The key to life, said the New York Times woman, is resilience. You - like me and all of us - will have been knocked down innumerable times. Y ou just got up and started over. God knows I have done that all my life. I'm too old for hopelessness and despair Truly. Resiliance is the key to feeling 39 again, which is actually how oId I feel most of the time, even though I am twice that in actuality. A corollary is that one is never too old for love and desire. And it is just as easy - often easier - to make friends when you are older. There is comfort in.....predictability. She made the point: take a pass on bad manners, on thoughtlessness, on unreliability, on carelessness....and on all the other ways people distinguish themselves as unappealing specimens.
She concludes: "My new mantra is liberating. At least once a week I encounter a situation that in the old (younger) days would have knocked me on my knees. Now I can spot trouble ten feet away and I can say to myself, 'I'm too old for this'."
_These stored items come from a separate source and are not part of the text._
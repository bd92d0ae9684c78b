//! Replays recorded interactions from a cassette.

use std::collections::{HashMap, VecDeque};
use std::path::Path;

use super::format::{Cassette, Interaction};

/// Serves a cassette's interactions in recorded order, with one queue per
/// `port::method` pair so unrelated calls may interleave freely.
pub struct CassetteReplayer {
    queues: HashMap<(String, String), VecDeque<Interaction>>,
}

impl CassetteReplayer {
    /// Create a new replayer from a loaded cassette.
    #[must_use]
    pub fn new(cassette: &Cassette) -> Self {
        let mut queues: HashMap<(String, String), VecDeque<Interaction>> = HashMap::new();
        for interaction in &cassette.interactions {
            queues
                .entry((interaction.port.clone(), interaction.method.clone()))
                .or_default()
                .push_back(interaction.clone());
        }
        Self { queues }
    }

    /// Load a cassette YAML file and create a replayer for it.
    ///
    /// # Errors
    ///
    /// Returns an error if the file cannot be read or parsed.
    pub fn from_file(path: &Path) -> Result<Self, String> {
        let content = std::fs::read_to_string(path)
            .map_err(|e| format!("Failed to read cassette file {}: {e}", path.display()))?;
        let cassette: Cassette = serde_yaml::from_str(&content)
            .map_err(|e| format!("Failed to parse cassette file {}: {e}", path.display()))?;
        Ok(Self::new(&cassette))
    }

    /// Number of interactions not yet served.
    #[must_use]
    pub fn remaining(&self) -> usize {
        self.queues.values().map(VecDeque::len).sum()
    }

    /// Take the next interaction recorded for `port::method`.
    ///
    /// # Panics
    ///
    /// Panics when nothing was recorded for the pair, or everything recorded
    /// for it has already been served.
    pub fn next_interaction(&mut self, port: &str, method: &str) -> Interaction {
        let key = (port.to_string(), method.to_string());
        let Some(queue) = self.queues.get_mut(&key) else {
            let mut available: Vec<String> =
                self.queues.keys().map(|(p, m)| format!("{p}::{m}")).collect();
            available.sort();
            panic!(
                "Cassette exhausted: no interactions recorded for port={port:?} method={method:?}. \
                 Available port::method pairs: [{}]",
                available.join(", ")
            );
        };
        queue.pop_front().unwrap_or_else(|| {
            panic!("Cassette exhausted: every {port}::{method} interaction has been served")
        })
    }
}
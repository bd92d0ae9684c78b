//! `taskdeck shell` command: an interactive session over one controller.
//!
//! Unlike the one-shot commands, the task list and the search overlay live
//! for the whole session, so a search stays on screen until it is cleared.

use std::io::{BufRead, Write};

use super::output::render_view;
use crate::controller::TaskController;

const HELP: &str = "\
commands:
  list                         show the current view
  add <title> [| description]  create a task
  toggle <id>                  flip a task between open and done
  delete <id>                  delete a task
  search <query>               search (empty query clears, 1 character is ignored)
  clear                        drop search results
  reload                       fetch the whole list again
  help                         show this text
  quit                         leave the shell";

/// A parsed shell line.
#[derive(Debug, Clone, PartialEq, Eq)]
enum ShellCommand {
    List,
    Add { title: String, description: Option<String> },
    Toggle(String),
    Delete(String),
    Search(String),
    Clear,
    Reload,
    Help,
    Quit,
}

/// Parses one input line. Blank lines yield `None`.
fn parse_line(line: &str) -> Result<Option<ShellCommand>, String> {
    let line = line.trim();
    if line.is_empty() {
        return Ok(None);
    }
    let (word, rest) = line.split_once(char::is_whitespace).unwrap_or((line, ""));
    let rest = rest.trim();

    let require = |what: &str| -> Result<String, String> {
        if rest.is_empty() {
            Err(format!("{word}: missing {what}"))
        } else {
            Ok(rest.to_string())
        }
    };

    let command = match word {
        "list" | "ls" => ShellCommand::List,
        "add" => {
            let raw = require("title")?;
            match raw.split_once('|') {
                Some((title, description)) => ShellCommand::Add {
                    title: title.trim().to_string(),
                    description: Some(description.trim().to_string()),
                },
                None => ShellCommand::Add { title: raw, description: None },
            }
        }
        "toggle" | "done" => ShellCommand::Toggle(require("task id")?),
        "delete" | "rm" => ShellCommand::Delete(require("task id")?),
        "search" | "/" => ShellCommand::Search(rest.to_string()),
        "clear" => ShellCommand::Clear,
        "reload" => ShellCommand::Reload,
        "help" | "?" => ShellCommand::Help,
        "quit" | "exit" | "q" => ShellCommand::Quit,
        other => return Err(format!("unknown command {other:?}; type `help`")),
    };
    Ok(Some(command))
}

/// Execute the `shell` command on stdin and stdout.
///
/// # Errors
///
/// Returns an error string if reading input or writing output fails.
pub async fn run(controller: &TaskController) -> Result<(), String> {
    let stdin = std::io::stdin();
    let mut stdout = std::io::stdout();
    run_session(controller, stdin.lock(), &mut stdout).await
}

/// Runs a session reading commands from `input` and writing to `out`.
///
/// Intent failures are reported inline and the session continues.
///
/// # Errors
///
/// Returns an error string on I/O failure.
pub async fn run_session<R, W>(controller: &TaskController, input: R, out: &mut W) -> Result<(), String>
where
    R: BufRead,
    W: Write,
{
    let io_err = |e: std::io::Error| format!("Shell I/O failed: {e}");

    if let Err(e) = controller.load().await {
        writeln!(out, "error: {e} (type `reload` to retry)").map_err(io_err)?;
    }
    writeln!(out, "{}", render_view(&controller.visible())).map_err(io_err)?;

    for line in input.lines() {
        let line = line.map_err(io_err)?;
        let command = match parse_line(&line) {
            Ok(Some(command)) => command,
            Ok(None) => continue,
            Err(message) => {
                writeln!(out, "error: {message}").map_err(io_err)?;
                continue;
            }
        };

        let outcome = match command {
            ShellCommand::Quit => break,
            ShellCommand::Help => {
                writeln!(out, "{HELP}").map_err(io_err)?;
                continue;
            }
            ShellCommand::List => Ok(()),
            ShellCommand::Add { title, description } => {
                controller.add_task(&title, description).await.map(|_| ())
            }
            ShellCommand::Toggle(id) => controller.toggle(&id).await.map(|_| ()),
            ShellCommand::Delete(id) => controller.delete(&id).await,
            ShellCommand::Search(query) => controller.search(&query).await,
            ShellCommand::Clear => {
                controller.clear_search();
                Ok(())
            }
            ShellCommand::Reload => controller.reload().await,
        };

        if let Err(e) = outcome {
            writeln!(out, "error: {e}").map_err(io_err)?;
        }
        writeln!(out, "{}", render_view(&controller.visible())).map_err(io_err)?;
    }
    out.flush().map_err(io_err)
}
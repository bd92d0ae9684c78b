//! Port traits defining external boundaries.
//!
//! The only boundary is the remote task store. Implementations live in
//! `src/adapters/`.

pub mod gateway;

pub use gateway::{GatewayFuture, TaskGateway};
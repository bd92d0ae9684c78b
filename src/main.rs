//! Binary entrypoint for the `taskdeck` CLI.

use std::process::ExitCode;

#[tokio::main(flavor = "current_thread")]
async fn main() -> ExitCode {
    // Recording is handled in commands::dispatch via TASKDECK_RECORD=<dir>.
    match taskdeck::run(std::env::args()).await {
        Ok(()) => ExitCode::SUCCESS,
        Err(err) => {
            eprintln!("{err}");
            ExitCode::FAILURE
        }
    }
}
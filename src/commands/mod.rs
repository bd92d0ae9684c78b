//! Command dispatch and handlers.

pub mod add;
pub mod delete;
pub mod list;
pub mod output;
pub mod search;
pub mod shell;
pub mod toggle;

use std::env;
use std::path::PathBuf;

use crate::cassette::session::RecordingSession;
use crate::cli::{Cli, Command};
use crate::config::{ClientConfig, RECORD_ENV};
use crate::context::ServiceContext;
use crate::controller::TaskController;

/// Dispatch a parsed command to its handler.
///
/// When `TASKDECK_RECORD` is set to a directory path, all gateway traffic is
/// recorded to a cassette file in a timestamped directory below it.
///
/// # Errors
///
/// Returns an error string if configuration is invalid or the selected
/// command handler fails.
pub async fn dispatch(cli: &Cli) -> Result<(), String> {
    let config = ClientConfig::resolve(cli.base_url.as_deref(), cli.log_filter.clone())?;
    crate::logging::init(config.log_filter.as_deref())?;

    let (ctx, session) = if let Ok(path) = env::var(RECORD_ENV) {
        let (ctx, session) = ServiceContext::recording_at(&config, &PathBuf::from(path))?;
        (ctx, Some(session))
    } else {
        (ServiceContext::live(&config), None)
    };

    let result = dispatch_with_context(&cli.command, &ctx).await;

    // Finish recording after command completes (even on error)
    if let Some(session) = session {
        // Drop context first to release Arc references
        drop(ctx);
        finish_recording(session)?;
    }

    result
}

/// Dispatch a command with the given service context.
///
/// # Errors
///
/// Returns an error string if the command handler fails.
pub async fn dispatch_with_context(command: &Command, ctx: &ServiceContext) -> Result<(), String> {
    let controller = TaskController::new(ctx.gateway.clone());
    match command {
        Command::List => list::run(&controller).await,
        Command::Add { title, description } => add::run(&controller, title, description.as_deref()).await,
        Command::Toggle { id } => toggle::run(&controller, id).await,
        Command::Delete { id } => delete::run(&controller, id).await,
        Command::Search { query } => search::run(&controller, query).await,
        Command::Shell => shell::run(&controller).await,
    }
}

/// Finish a recording session and print the output directory.
fn finish_recording(session: RecordingSession) -> Result<(), String> {
    let output_dir = session.finish()?;
    eprintln!("Recording saved to: {}", output_dir.display());
    Ok(())
}
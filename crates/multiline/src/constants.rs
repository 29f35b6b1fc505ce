// Copyright 2025-Present Datadog, Inc. https://www.datadoghq.com/
// SPDX-License-Identifier: Apache-2.0

use std::time::Duration;

/// Continuation pattern used when none is configured: indented lines and
/// Java `Caused by:` lines belong to the previous line.
pub const DEFAULT_PATTERN: &str = r"(^\s)|(^Caused by:)";

/// Maximum number of lines buffered for one record.
pub const DEFAULT_MAX_LINES: usize = 1 << 10;

pub const DEFAULT_SEPARATOR: &str = "\n";

pub const DEFAULT_CACHE_TTL: Duration = Duration::from_secs(10);

/// Text of the line appended in place of the first line past `max_lines`.
pub const TRUNCATED_MARKER: &str = "[Truncated]";

/// Label namespace read for the `app` section of shipped documents.
pub const DEFAULT_LABEL_PREFIX: &str = "com.logspout";

/// Capacity of the channel between the line producer and the adapter.
pub const LINE_CHANNEL_CAPACITY: usize = 1000;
I received an advance copy of Peggy Noonan's new book, "The Time of Our Lives," and was struck by her comments: " Writing is a full-body exercise. What you write comes from your brain, heart, spirit, soul and psyche. You hold nothing back, all parts are engaged, you are asking people for five minutes of their time to read you. They're busy; you have to show them from the top that you're engaged, that you mean it, that there's something you think is important that should be said." And she ends with David McCullough's observation, "To write is to think, and to write well is to think well. You think about what you want to say, you clarify it, question it, then say it." That's how I write my daily articles and that's how I hope you read them.